Noth howled a distorted wail as he released me. Whatever he bit me with raced through my system, my heart thundering. My mind slipped, like my human side couldn’t keep a grip on my control. Overwhelming fear spread through my bones. A nameless, primal fear that Noth snapped forward to eat from. His form bulked, but the fear also spurred my snake. My coils expanded, a rumble rattled my throat. I gripped my snake’s intent, yanking because she was about to destroy Noth on her own. No fear meant no barriers, no hesitation, no reason not to tear the threat limb from limb. Her brutality was terrifying, which only added to the fear sloshing inside me.
I only had one chance to distract her out of a bloodbath—I lunged for the relic, opening my mouth wide. A mouthful of metal and bone made me gag, but I chewed it all, struggling to swallow. The mess scratched and burned all the way down.

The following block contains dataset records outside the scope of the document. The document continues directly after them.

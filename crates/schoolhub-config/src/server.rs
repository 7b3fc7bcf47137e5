use std::env;
use std::path::PathBuf;
use std::str::FromStr;

use crate::error::ConfigError;
use crate::{env_flag, env_parse};

#[derive(Debug, Clone, Copy, PartialEq, Eq)]
pub enum StoreBackend {
    Postgres,
    Memory,
}

impl FromStr for StoreBackend {
    type Err = ConfigError;

    fn from_str(s: &str) -> Result<Self, Self::Err> {
        match s.trim().to_ascii_lowercase().as_str() {
            "postgres" | "postgresql" => Ok(Self::Postgres),
            "memory" => Ok(Self::Memory),
            _ => Err(ConfigError::InvalidValue {
                name: "STORE_BACKEND",
                value: s.to_string(),
            }),
        }
    }
}

#[derive(Clone, Debug)]
pub struct ServerConfig {
    pub host: String,
    pub port: u16,
    pub store_backend: StoreBackend,
    pub database_url: Option<String>,
    pub database_max_connections: u32,
    pub observability_enabled: bool,
    pub metrics_port: u16,
    pub log_dir: Option<PathBuf>,
}

impl ServerConfig {
    pub fn from_env() -> Result<Self, ConfigError> {
        let store_backend = match env::var("STORE_BACKEND") {
            Ok(value) => value.parse()?,
            Err(_) => StoreBackend::Postgres,
        };

        let database_url = env::var("DATABASE_URL").ok();
        if store_backend == StoreBackend::Postgres && database_url.is_none() {
            return Err(ConfigError::MissingVar("DATABASE_URL"));
        }

        Ok(Self {
            host: env::var("HOST").unwrap_or_else(|_| "0.0.0.0".to_string()),
            port: env_parse("PORT", 3000),
            store_backend,
            database_url,
            database_max_connections: env_parse("DATABASE_MAX_CONNECTIONS", 10),
            observability_enabled: env_flag("OBSERVABILITY_ENABLED", true),
            metrics_port: env_parse("METRICS_PORT", 9090),
            log_dir: env::var("LOG_DIR").ok().map(PathBuf::from),
        })
    }

    pub fn bind_address(&self) -> String {
        format!("{}:{}", self.host, self.port)
    }
}

#[cfg(test)]
mod tests {
    use super::*;

    #[test]
    fn parses_backends() {
        assert_eq!("memory".parse::<StoreBackend>(), Ok(StoreBackend::Memory));
        assert_eq!("Postgres".parse::<StoreBackend>(), Ok(StoreBackend::Postgres));
        assert!("mongo".parse::<StoreBackend>().is_err());
    }
}
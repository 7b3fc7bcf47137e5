use crate::env_parse;

/// bcrypt work factor used when hashing new passwords.
#[derive(Clone, Debug, PartialEq, Eq)]
pub struct PasswordConfig {
    pub bcrypt_cost: u32,
}

impl PasswordConfig {
    pub const MIN_COST: u32 = 4;
    pub const MAX_COST: u32 = 31;

    pub fn from_env() -> Self {
        let cost = env_parse("BCRYPT_COST", 10u32);
        Self {
            bcrypt_cost: cost.clamp(Self::MIN_COST, Self::MAX_COST),
        }
    }
}

impl Default for PasswordConfig {
    fn default() -> Self {
        Self { bcrypt_cost: 10 }
    }
}
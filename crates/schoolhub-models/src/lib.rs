//! Domain models and DTOs for SchoolHub.
//!
//! Entities derive `sqlx::FromRow` so the Postgres store can load them directly,
//! and `utoipa::ToSchema` so they appear in the OpenAPI document. Request DTOs
//! derive `validator::Validate`. Everything is camelCase on the wire.

pub mod attendance;
pub mod auth;
pub mod classes;
pub mod fees;
pub mod ids;
pub mod principals;
pub mod schools;
pub mod stats;
pub mod timetable;

pub use ids::{AttendanceId, ClassId, FeeId, PrincipalId, SchoolId, TimetableEntryId};
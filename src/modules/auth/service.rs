use std::sync::OnceLock;

use chrono::{Datelike, Utc};
use schoolhub_auth::create_access_token;
use schoolhub_config::JwtConfig;
use schoolhub_core::credentials::LoginIdKind;
use schoolhub_core::{AppError, Role, hash_password, verify_password};
use schoolhub_db::Store;
use schoolhub_models::principals::Principal;
use schoolhub_models::schools::School;
use tracing::{info, instrument, warn};

use super::model::{
    CheckSuperAdminResponse, LoginRequest, LoginResponse, LoginUser, RegisterSchoolDto,
    RegisterSchoolResponse,
};
use crate::metrics::{track_login, track_school_registered};
use crate::state::AppState;
use crate::utils::provisioning::{Destination, credential_notice, dispatch_credentials, provision};

const INVALID_CREDENTIALS: &str = "Invalid credentials";

/// Hash checked when no account matches, so unknown and known login ids cost
/// the same bcrypt round.
fn decoy_hash(cost: u32) -> Option<&'static str> {
    static DECOY: OnceLock<Option<String>> = OnceLock::new();
    DECOY
        .get_or_init(|| hash_password("schoolhub-login-decoy", cost).ok())
        .as_deref()
}

pub struct AuthService;

impl AuthService {
    /// Finds the account a login request names, or `None`.
    ///
    /// Only active accounts of active schools are considered.
    async fn find_login_target(
        store: &dyn Store,
        dto: &LoginRequest,
    ) -> Result<Option<Principal>, AppError> {
        let login = dto.user_id.trim();

        let principal = match (&dto.school_id, dto.targets_super_admin()) {
            (Some(school_id), false) => {
                let school_active = store
                    .find_school(school_id)
                    .await?
                    .is_some_and(|s| s.is_active);
                if !school_active {
                    return Ok(None);
                }
                store.find_school_principal(school_id, login).await?
            }
            _ => store.find_super_admin(login).await?,
        };

        Ok(principal
            .filter(|p| p.is_active)
            .filter(|p| dto.role.is_none_or(|role| role == p.role)))
    }

    #[instrument(skip(store, jwt_config, dto), fields(user_id = %dto.user_id, school.id = ?dto.school_id))]
    pub async fn login(
        store: &dyn Store,
        jwt_config: &JwtConfig,
        bcrypt_cost: u32,
        dto: LoginRequest,
    ) -> Result<LoginResponse, AppError> {
        let Some(mut principal) = Self::find_login_target(store, &dto).await? else {
            if let Some(decoy) = decoy_hash(bcrypt_cost) {
                verify_password(&dto.password, decoy)?;
            }
            track_login("unknown_user");
            warn!("Login failed, no matching active account");
            return Err(AppError::unauthorized(INVALID_CREDENTIALS));
        };

        if !verify_password(&dto.password, &principal.password_hash)? {
            track_login("bad_password");
            warn!(principal.id = %principal.id, "Login failed, password mismatch");
            return Err(AppError::unauthorized(INVALID_CREDENTIALS));
        }

        let now = Utc::now();
        store.record_login(principal.id, now).await?;
        principal.last_login = Some(now);

        let token = create_access_token(principal.id.into_inner(), principal.role, jwt_config)?;

        track_login("success");
        info!(principal.id = %principal.id, role = principal.role.as_str(), "Login succeeded");

        Ok(LoginResponse {
            token,
            user: LoginUser::from(&principal),
        })
    }

    /// Creates a school together with its first admin.
    ///
    /// Both records are written in one store transaction; a taken school id
    /// or admin email leaves nothing behind.
    #[instrument(skip(state, dto), fields(school.id = %dto.school_id))]
    pub async fn register_school(
        state: &AppState,
        dto: RegisterSchoolDto,
    ) -> Result<RegisterSchoolResponse, AppError> {
        let now = Utc::now();
        let school = School {
            school_id: dto.school_id,
            name: dto.name,
            address: dto.address,
            contact_email: dto.contact_email,
            contact_phone: dto.contact_phone,
            is_active: true,
            created_at: now,
            updated_at: now,
        };

        let admission_year = dto.admission_date.map_or(now.year(), |d| d.year());
        let admin = Principal::new(
            Role::Admin,
            Some(school.school_id.clone()),
            "",
            dto.admin_email,
            "",
            dto.admin_first_name,
            dto.admin_last_name,
        );

        let (admin, credentials) = provision(
            Destination::NewSchool {
                store: state.store.as_ref(),
                school: &school,
            },
            admin,
            LoginIdKind::Student { admission_year },
            state.password_config.bcrypt_cost,
        )
        .await?;

        dispatch_credentials(
            state.notifier.clone(),
            credential_notice(&admin, &credentials, &school.name),
        );

        track_school_registered();
        info!(principal.id = %admin.id, "School registered");

        Ok(RegisterSchoolResponse {
            message: "School registered successfully".to_string(),
            school,
            user: admin.into(),
            credentials,
        })
    }

    #[instrument(skip(store))]
    pub async fn check_super_admin(store: &dyn Store) -> Result<CheckSuperAdminResponse, AppError> {
        let found = store.first_super_admin().await?;
        Ok(CheckSuperAdminResponse {
            exists: found.is_some(),
            user_id: found.as_ref().map(|p| p.login_id.clone()),
            email: found.map(|p| p.email),
        })
    }
}

#[cfg(test)]
mod tests {
    use super::*;

    #[test]
    fn decoy_hash_matches_no_password() {
        let decoy = decoy_hash(4).unwrap();
        assert!(decoy.starts_with("$2"));
        assert!(!verify_password("testpass123", decoy).unwrap());
        assert_eq!(decoy_hash(4), Some(decoy));
    }
}
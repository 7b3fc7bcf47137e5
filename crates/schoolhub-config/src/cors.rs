use std::env;

#[derive(Clone, Debug)]
pub struct CorsConfig {
    pub allowed_origins: Vec<String>,
}

impl CorsConfig {
    pub fn from_env() -> Self {
        let raw = env::var("ALLOWED_ORIGINS")
            .unwrap_or_else(|_| "http://localhost:3000,http://localhost:5173".to_string());

        Self {
            allowed_origins: parse_origins(&raw),
        }
    }
}

impl Default for CorsConfig {
    fn default() -> Self {
        Self {
            allowed_origins: vec!["http://localhost:3000".to_string()],
        }
    }
}

fn parse_origins(raw: &str) -> Vec<String> {
    raw.split(',')
        .map(|s| s.trim().to_string())
        .filter(|s| !s.is_empty())
        .collect()
}

#[cfg(test)]
mod tests {
    use super::*;

    #[test]
    fn splits_and_trims_origins() {
        assert_eq!(
            parse_origins(" http://a.test , ,http://b.test"),
            vec!["http://a.test".to_string(), "http://b.test".to_string()]
        );
    }
}
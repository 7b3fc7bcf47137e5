use anyhow::Context;
use clap::{Parser, Subcommand};
use dialoguer::{Input, Password};
use dotenvy::dotenv;
use schoolhub_cli::admin::{self, SuperAdminInput};
use schoolhub_cli::open_store;
use schoolhub_cli::seeder::{self, SeedConfig};
use schoolhub_config::{PasswordConfig, ServerConfig};

#[derive(Parser)]
#[command(name = "schoolhub-cli")]
#[command(about = "SchoolHub CLI - Administrative tools for SchoolHub", long_about = None)]
struct Cli {
    #[command(subcommand)]
    command: Commands,
}

#[derive(Subcommand)]
enum Commands {
    /// Create the super administrator account
    CreateSuperAdmin {
        /// First name
        #[arg(short = 'f', long)]
        first_name: Option<String>,

        /// Last name
        #[arg(short = 'l', long)]
        last_name: Option<String>,

        /// Email address
        #[arg(short = 'e', long)]
        email: Option<String>,

        /// User ID used to log in
        #[arg(short = 'u', long)]
        user_id: Option<String>,

        /// Password (prompted securely if not provided)
        #[arg(short = 'p', long)]
        password: Option<String>,
    },
    /// Report whether a super administrator exists
    CheckSuperAdmin,
    /// Seed fake schools with admins, teachers, classes and students
    Seed {
        /// Number of schools to create
        #[arg(short = 's', long, default_value = "3")]
        schools: usize,

        /// Number of teachers per school
        #[arg(long, default_value = "5")]
        teachers: usize,

        /// Number of students per school
        #[arg(long, default_value = "50")]
        students: usize,

        /// Number of classes per school
        #[arg(long, default_value = "4")]
        classes: usize,

        /// Password given to every seeded account
        #[arg(long, default_value = "password123")]
        password: String,
    },
}

fn prompt(value: Option<String>, label: &str) -> anyhow::Result<String> {
    match value {
        Some(v) => Ok(v),
        None => Input::<String>::new()
            .with_prompt(label)
            .interact_text()
            .with_context(|| format!("Failed to read {}", label.to_lowercase())),
    }
}

#[tokio::main]
async fn main() {
    dotenv().ok();

    if let Err(e) = run(Cli::parse()).await {
        eprintln!("\n❌ {:#}", e);
        std::process::exit(1);
    }
}

async fn run(cli: Cli) -> anyhow::Result<()> {
    let server = ServerConfig::from_env().context("Invalid configuration")?;
    let store = open_store(&server).await?;
    let bcrypt_cost = PasswordConfig::from_env().bcrypt_cost;

    match cli.command {
        Commands::CreateSuperAdmin {
            first_name,
            last_name,
            email,
            user_id,
            password,
        } => {
            if let Some(existing) = admin::find_super_admin(store.as_ref()).await? {
                anyhow::bail!("A super admin already exists (user ID {})", existing.login_id);
            }

            let input = SuperAdminInput {
                first_name: prompt(first_name, "First name")?,
                last_name: prompt(last_name, "Last name")?,
                email: prompt(email, "Email address")?,
                login_id: prompt(user_id, "User ID")?,
                password: match password {
                    Some(p) => p,
                    None => Password::new()
                        .with_prompt("Password")
                        .with_confirmation("Confirm password", "Passwords don't match")
                        .interact()
                        .context("Failed to read password")?,
                },
            };

            let created = admin::create_super_admin(store.as_ref(), input, bcrypt_cost).await?;
            println!("\n✅ Super admin created successfully!");
            println!("   User ID: {}", created.login_id);
            println!("   Email: {}", created.email);
            println!("   Name: {}", created.full_name());
        }
        Commands::CheckSuperAdmin => match admin::find_super_admin(store.as_ref()).await? {
            Some(found) => {
                println!("✅ Super admin exists");
                println!("   User ID: {}", found.login_id);
                println!("   Email: {}", found.email);
            }
            None => {
                println!("No super admin found. Run `schoolhub-cli create-super-admin`.");
            }
        },
        Commands::Seed {
            schools,
            teachers,
            students,
            classes,
            password,
        } => {
            let config = SeedConfig {
                schools,
                teachers,
                students,
                classes,
            };
            seeder::seed(store.as_ref(), &config, &password, bcrypt_cost).await?;
        }
    }

    Ok(())
}
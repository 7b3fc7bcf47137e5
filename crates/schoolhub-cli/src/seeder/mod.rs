//! Fake data seeding.
//!
//! Each seeded school gets one admin, its teachers, classes and students.
//! Schools are coded `SEED-001`, `SEED-002`, ...; codes that already exist
//! are skipped, so seeding twice is harmless.

use std::collections::HashSet;
use std::time::Instant;

use schoolhub_core::Role;
use schoolhub_db::{ClassRepository, PrincipalRepository, SchoolRepository, Store};

pub mod generate;

/// Records per school.
#[derive(Debug, Clone)]
pub struct SeedConfig {
    pub schools: usize,
    pub teachers: usize,
    pub students: usize,
    pub classes: usize,
}

impl SeedConfig {
    pub fn new(schools: usize) -> Self {
        Self {
            schools,
            teachers: 5,
            students: 50,
            classes: 4,
        }
    }
}

#[derive(Debug, Clone, Default, PartialEq, Eq)]
pub struct SeedReport {
    pub schools: usize,
    pub skipped_schools: usize,
    pub principals: usize,
    pub classes: usize,
}

pub async fn seed(
    store: &dyn Store,
    config: &SeedConfig,
    password: &str,
    bcrypt_cost: u32,
) -> anyhow::Result<SeedReport> {
    let start = Instant::now();
    let mut report = SeedReport::default();

    println!(
        "🌱 Seeding {} schools ({} teachers, {} classes, {} students each)...",
        config.schools, config.teachers, config.classes, config.students
    );

    for index in 0..config.schools {
        let school = generate::school(index);
        if store.find_school(&school.school_id).await?.is_some() {
            println!("   ↷ {} already exists, skipping", school.school_id);
            report.skipped_schools += 1;
            continue;
        }

        let mut taken = HashSet::new();
        let id = &school.school_id;
        let mut people = generate::principals(id, index, Role::Admin, 1, &mut taken);
        people.extend(generate::principals(id, index, Role::Teacher, config.teachers, &mut taken));

        let teacher_ids: Vec<_> = people
            .iter()
            .filter(|p| p.role == Role::Teacher)
            .map(|p| p.id)
            .collect();
        let classes = generate::classes(id, config.classes, &teacher_ids);

        let mut students =
            generate::principals(id, index, Role::Student, config.students, &mut taken);
        if !classes.is_empty() {
            for (i, student) in students.iter_mut().enumerate() {
                student.class_id = Some(classes[i % classes.len()].id);
            }
        }
        people.extend(students);

        generate::hash_passwords(&mut people, password, bcrypt_cost)?;

        let mut people = people.into_iter();
        let Some(admin) = people.next() else {
            continue;
        };
        store.insert_school_with_admin(&school, &admin).await?;
        report.principals += 1;

        // Homeroom teachers must exist before their classes.
        let (teachers, students): (Vec<_>, Vec<_>) = people.partition(|p| p.role == Role::Teacher);
        for teacher in &teachers {
            store.insert_principal(teacher).await?;
        }
        for class in &classes {
            store.insert_class(class).await?;
        }
        for student in &students {
            store.insert_principal(student).await?;
        }

        report.schools += 1;
        report.principals += teachers.len() + students.len();
        report.classes += classes.len();
        println!(
            "   ✓ {} ({}) admin user ID {}",
            school.name, school.school_id, admin.login_id
        );
    }

    println!(
        "✅ Seeded {} schools, {} users and {} classes in {:?}",
        report.schools,
        report.principals,
        report.classes,
        start.elapsed()
    );
    Ok(report)
}

#[cfg(test)]
mod tests {
    use super::*;
    use schoolhub_db::MemoryStore;
    use schoolhub_models::SchoolId;

    fn small() -> SeedConfig {
        SeedConfig {
            schools: 2,
            teachers: 2,
            students: 3,
            classes: 2,
        }
    }

    #[tokio::test]
    async fn seeds_every_school_through_the_store() {
        let store = MemoryStore::new();
        let report = seed(&store, &small(), "password123", 4).await.unwrap();

        assert_eq!(report.schools, 2);
        assert_eq!(report.principals, 2 * (1 + 2 + 3));
        assert_eq!(report.classes, 4);

        let school = SchoolId::new("SEED-001");
        let students = store.list_principals(&school, Role::Student).await.unwrap();
        assert_eq!(students.len(), 3);
        assert!(students.iter().all(|s| s.class_id.is_some()));
        assert_eq!(store.list_classes(&school).await.unwrap().len(), 2);
    }

    #[tokio::test]
    async fn reseeding_skips_existing_schools() {
        let store = MemoryStore::new();
        seed(&store, &small(), "password123", 4).await.unwrap();
        let again = seed(&store, &small(), "password123", 4).await.unwrap();
        assert_eq!(again.schools, 0);
        assert_eq!(again.skipped_schools, 2);
    }
}
pub mod controller;
pub mod model;
pub mod router;
pub mod service;

pub use router::init_attendance_router;
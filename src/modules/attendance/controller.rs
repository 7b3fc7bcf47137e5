use axum::{
    Json,
    extract::{Path, Query, State},
    http::StatusCode,
};
use schoolhub_core::AppError;
use schoolhub_models::{AttendanceId, ClassId, PrincipalId};
use tracing::instrument;

use super::model::{
    Attendance, ClassAttendanceQuery, MarkAttendanceDto, MarkAttendanceResponse,
    StudentAttendanceQuery, UpdateAttendanceDto,
};
use super::service::AttendanceService;
use crate::middleware::auth::AuthUser;
use crate::middleware::role::require_staff_or_self;
use crate::middleware::tenant::Tenant;
use crate::modules::auth::controller::ErrorResponse;
use crate::state::AppState;
use crate::validator::ValidatedJson;

/// Mark attendance for a class
///
/// `attendanceData` is accepted in place of `records`.
#[utoipa::path(
    post,
    path = "/api/attendance/mark",
    params(crate::middleware::tenant::SchoolScopeQuery),
    request_body = MarkAttendanceDto,
    responses(
        (status = 201, description = "Attendance recorded", body = MarkAttendanceResponse),
        (status = 401, description = "Unauthorized", body = ErrorResponse),
        (status = 403, description = "Forbidden - staff only", body = ErrorResponse),
        (status = 404, description = "Class or student not found", body = ErrorResponse),
        (status = 422, description = "Validation error", body = ErrorResponse)
    ),
    security(
        ("bearer_auth" = [])
    ),
    tag = "Attendance"
)]
#[instrument(skip_all, fields(principal.id = %auth_user.id()))]
pub async fn mark_attendance(
    State(state): State<AppState>,
    auth_user: AuthUser,
    Tenant(tenant): Tenant,
    ValidatedJson(dto): ValidatedJson<MarkAttendanceDto>,
) -> Result<(StatusCode, Json<MarkAttendanceResponse>), AppError> {
    let records = AttendanceService::mark_attendance(
        &tenant,
        &auth_user.0,
        dto,
        state.attendance_config.policy,
    )
    .await?;

    Ok((
        StatusCode::CREATED,
        Json(MarkAttendanceResponse {
            message: "Attendance marked successfully".to_string(),
            records,
        }),
    ))
}

#[utoipa::path(
    get,
    path = "/api/attendance/class/{classId}",
    params(
        ("classId" = ClassId, Path, description = "Class ID"),
        ClassAttendanceQuery,
        crate::middleware::tenant::SchoolScopeQuery
    ),
    responses(
        (status = 200, description = "Records of the class for the day", body = Vec<Attendance>),
        (status = 403, description = "Forbidden - staff only", body = ErrorResponse),
        (status = 404, description = "Class not found", body = ErrorResponse)
    ),
    security(
        ("bearer_auth" = [])
    ),
    tag = "Attendance"
)]
#[instrument(skip_all, fields(class.id = %class_id))]
pub async fn get_class_attendance(
    Tenant(tenant): Tenant,
    Path(class_id): Path<ClassId>,
    Query(query): Query<ClassAttendanceQuery>,
) -> Result<Json<Vec<Attendance>>, AppError> {
    let records = AttendanceService::class_attendance(&tenant, class_id, query.date).await?;
    Ok(Json(records))
}

#[utoipa::path(
    get,
    path = "/api/attendance/student/{studentId}",
    params(
        ("studentId" = PrincipalId, Path, description = "Student ID"),
        StudentAttendanceQuery,
        crate::middleware::tenant::SchoolScopeQuery
    ),
    responses(
        (status = 200, description = "Records of the student, newest first", body = Vec<Attendance>),
        (status = 400, description = "Invalid date range", body = ErrorResponse),
        (status = 403, description = "Forbidden", body = ErrorResponse),
        (status = 404, description = "Student not found", body = ErrorResponse)
    ),
    security(
        ("bearer_auth" = [])
    ),
    tag = "Attendance"
)]
#[instrument(skip_all, fields(student.id = %student_id))]
pub async fn get_student_attendance(
    auth_user: AuthUser,
    Tenant(tenant): Tenant,
    Path(student_id): Path<PrincipalId>,
    Query(query): Query<StudentAttendanceQuery>,
) -> Result<Json<Vec<Attendance>>, AppError> {
    require_staff_or_self(&auth_user.0, student_id)?;
    let records = AttendanceService::student_attendance(
        &tenant,
        student_id,
        query.start_date,
        query.end_date,
    )
    .await?;
    Ok(Json(records))
}

#[utoipa::path(
    put,
    path = "/api/attendance/{id}",
    params(
        ("id" = AttendanceId, Path, description = "Attendance record ID"),
        crate::middleware::tenant::SchoolScopeQuery
    ),
    request_body = UpdateAttendanceDto,
    responses(
        (status = 200, description = "Record updated", body = Attendance),
        (status = 403, description = "Forbidden - staff only", body = ErrorResponse),
        (status = 404, description = "Attendance record not found", body = ErrorResponse)
    ),
    security(
        ("bearer_auth" = [])
    ),
    tag = "Attendance"
)]
#[instrument(skip_all, fields(attendance.id = %id))]
pub async fn update_attendance(
    Tenant(tenant): Tenant,
    Path(id): Path<AttendanceId>,
    ValidatedJson(dto): ValidatedJson<UpdateAttendanceDto>,
) -> Result<Json<Attendance>, AppError> {
    Ok(Json(
        AttendanceService::update_attendance(&tenant, id, dto).await?,
    ))
}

Wait until you see this, Veretis’ familiar voice echoed. The Goddess’ power warred with the fear venom inside me, eventually flowing around it rather than fighting it. My body snapped, lengthened and twisted around Noth tighter, even though he stopped attacking the moment I took the relic from him. The fear screamed I would become an even more horrific monster.
My vision swam. The ground grew pretty far away. The crunching and screams of the brood turning on the black-clad men sounded so distant.
SHIFT. I commanded Noth with all the power in me and he fell forward into a perfectly graceful looking elf, complete with long, pierced ears. I didn’t put any effort behind it, but the entire clearing of shifters shifted, finishing the fight with the remaining humans with fists and brute strength.
The Goddess’ power formed an endless lake, even if Noth’s venom made me a shaking mess.
Evie! Ward yelled into my mind. He looked so cute. More like a teddy bear than ever.
Noora shrieked, “Dragon!”
Shit. With this much adrenaline in my system, there was no way I could fight a dragon. Ward swayed on his feet from the effort of his spells and my instincts screamed, run! We needed to get out of here. My snake demanded my mate be safe. I reached down—that was new—and took Ward in my very long talons, clutching him to my chest. The fear rode me hard, my heart booming in my ears, my mind still hazy.
Safe, safe, SAFE!
I pushed off the ground, stretching to the sky, and let my body do the rest to take us to safety.